Maine Through Year Assessment: Mathematics (Grades 3-8)
Through-year mathematics assessment for grades 3 through 8, aligned to the Maine Learning Results.
- When given:
- multiple windows across the year
- Frequency:
- multiple windows annually
Common Questions
What math will students learn this year?
Students work with fractions, decimals, and negative numbers as one number system. They start using ratios and percents, write simple equations with a letter standing in for a number, and study area, surface area, and basic data like the mean and range.
How can I help with math homework at home?
Ask students to explain the problem in their own words before solving it, then to check whether the answer makes sense. A short conversation about why an answer is reasonable often helps more than redoing the steps. Cooking, shopping, and sports stats are good places to practice ratios and percents.
What is a ratio and why does it matter this year?
A ratio compares two amounts, like 3 cups of flour for every 2 cups of sugar. Ratios lead into percents, unit prices, and speed, so students who get comfortable with them have an easier time with the rest of the year. Talk through recipes, gas mileage, and sale prices at home.
How should ratios and proportional reasoning be sequenced?
Start with concrete ratio language and tables, then move to unit rate, then to percent as a rate per 100. Connect each new idea back to the ratio table so students see one structure instead of three separate topics. Save harder percent problems until unit rate is solid.
Why are students working with negative numbers now?
Sixth grade is where the number line extends below zero. Students place negatives on a number line, compare them, and use them for things like temperature, elevation, and money owed. Operations with negatives come next year, so the focus now is meaning and order.
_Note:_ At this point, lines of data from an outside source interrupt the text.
impl Connection {
    fn new(stream: TcpStream) -> io::Result<Connection> {
        stream.set_nonblocking(true)?;
        let _ = stream.set_nodelay(true);
        Ok(Connection {
            stream,
            rx: Mutex::new(FrameBuffer::new()),
            tx: Mutex::new(()),
        })
    }

    /// Non-blocking: yield one buffered frame, or read what the socket has
    /// and try again. Buffered frames always drain before the next read.
    fn poll(&self) -> io::Result<Incoming> {
        let mut rx = self.rx.lock().unwrap();
        if let Some(line) = rx.next_line() {
            debug!(len = line.len(), "frame received");
            return Ok(Incoming::Frame(line));
        }
        let mut chunk = [0u8; 4096];
        match (&self.stream).read(&mut chunk) {
            Ok(0) => Ok(Incoming::Closed),
            Ok(n) => {
                rx.push(&chunk[..n]);
                match rx.next_line() {
                    Some(line) => {
                        debug!(len = line.len(), "frame received");
                        Ok(Incoming::Frame(line))
                    }
                    None => Ok(Incoming::Idle),
                }
            }
            Err(e) if e.kind() == io::ErrorKind::WouldBlock => Ok(Incoming::Idle),
            Err(e) if e.kind() == io::ErrorKind::Interrupted => Ok(Incoming::Idle),
            Err(e) => Err(e),
        }
    }

    /// Block (with small sleeps) until a frame arrives or the deadline
    /// passes. `Ok(None)` means the deadline expired.
    fn read_line_deadline(&self, deadline: Duration) -> io::Result<Option<String>> {
        let start = Instant::now();
        loop {
            match self.poll()? {
                Incoming::Frame(line) => return Ok(Some(line)),
                Incoming::Closed => {
                    return Err(io::Error::new(
                        io::ErrorKind::UnexpectedEof,
                        "peer closed during handshake",
                    ))
                }
                Incoming::Idle => {
                    if start.elapsed() >= deadline {
                        return Ok(None);
                    }
                    thread::sleep(READ_IDLE);
                }
            }
        }
    }

    fn send(&self, message: &Message) -> Result<()> {
        let line = message.to_line()?;
        let _guard = self.tx.lock().unwrap();
        let mut remaining = line.as_bytes();
        while !remaining.is_empty() {
            match (&self.stream).write(remaining) {
                Ok(0) => anyhow::bail!("connection closed while sending {}", message.kind()),
                Ok(n) => remaining = &remaining[n..],
                Err(e) if e.kind() == io::ErrorKind::WouldBlock => {
                    thread::sleep(Duration::from_millis(1));
                }
                Err(e) if e.kind() == io::ErrorKind::Interrupted => {}
                Err(e) => {
                    return Err(e).with_context(|| format!("sending {}", message.kind()));
                }
            }
        }
        debug!(kind = message.kind(), "sent");
        Ok(())
    }
}
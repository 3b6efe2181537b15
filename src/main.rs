//! # Worker — CLI Entry Point
//!
//! `worker <server_host> <server_port> [threads] [-v|--verbose]`
//!
//! Validates arguments, configures logging, and hands control to the node
//! state machine. Exit codes: 0 for normal termination (including a STOP
//! broadcast), 1 for usage, handshake, or session errors.
//!
//! Verbose mode prints FSM transitions, per-worker counters on each
//! checkpoint, and the outgoing/incoming message log; the default level
//! prints only errors and the final result line.

use clap::Parser;
use tracing::info;
use tracing_subscriber::EnvFilter;

use shadowreach::node::{self, NodeConfig};

#[global_allocator]
static GLOBAL: mimalloc::MiMalloc = mimalloc::MiMalloc;

#[derive(Parser)]
#[command(
    name = "worker",
    about = "Distributed crypt(3) password search worker",
    version
)]
struct Cli {
    /// Coordinator host name or address
    server_host: String,

    /// Coordinator registration port (1-65535)
    server_port: u16,

    /// Worker pool size (defaults to all logical cores)
    threads: Option<usize>,

    /// Print state transitions, per-worker counters, and the message log
    #[arg(short, long)]
    verbose: bool,
}

fn main() {
    // clap's default exit code for usage errors is 2; this tool's contract
    // is 1, with help/version still exiting 0.
    let cli = match Cli::try_parse() {
        Ok(cli) => cli,
        Err(e) => {
            let _ = e.print();
            std::process::exit(if e.use_stderr() { 1 } else { 0 });
        }
    };

    let default_level = if cli.verbose { "debug" } else { "info" };
    let filter =
        EnvFilter::try_from_default_env().unwrap_or_else(|_| EnvFilter::new(default_level));
    tracing_subscriber::fmt()
        .with_env_filter(filter)
        .with_target(false)
        .init();

    if cli.server_port == 0 {
        eprintln!("error: server_port must be in 1..=65535");
        std::process::exit(1);
    }
    let threads = cli.threads.unwrap_or_else(|| {
        std::thread::available_parallelism()
            .map(|n| n.get())
            .unwrap_or(1)
    });
    if threads == 0 {
        eprintln!("error: threads must be a positive integer");
        std::process::exit(1);
    }

    let config = NodeConfig::new(cli.server_host, cli.server_port, threads);
    info!(
        node_id = %config.node_id,
        server = %format!("{}:{}", config.server_host, config.server_port),
        threads,
        crypt_library = shadowreach::crypt::library_name().unwrap_or("unresolved"),
        "worker starting"
    );

    std::process::exit(node::run(&config));
}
Which skills usually need the most reteaching?
Dividing fractions, interpreting negative numbers in context, and writing an equation from a word problem tend to need repeated practice. Build short warm-ups across the year rather than one long unit. Many students also need extra time on what the mean actually represents, not just how to calculate it.
How much should students rely on a calculator?
Students should still do plenty of paper-and-pencil work with fractions, decimals, and whole numbers so the number sense stays sharp. A calculator is fine for messy numbers in a real problem once students can estimate the answer first. Estimation before computation is the habit to protect.
How do I know students are ready for next year?
By spring, students should solve ratio and percent problems without a formula sheet, divide fractions and explain why the answer is larger or smaller, and write a one-step equation from a short word problem. They should also read a data display and say what the mean and range tell them about the group.
What can students practice at home in ten minutes?
Pick one real number from the day, such as a price, a score, or a distance, and ask two questions about it. What is half of it, and what is 10 percent of it? Quick mental math with real numbers builds more confidence than a worksheet.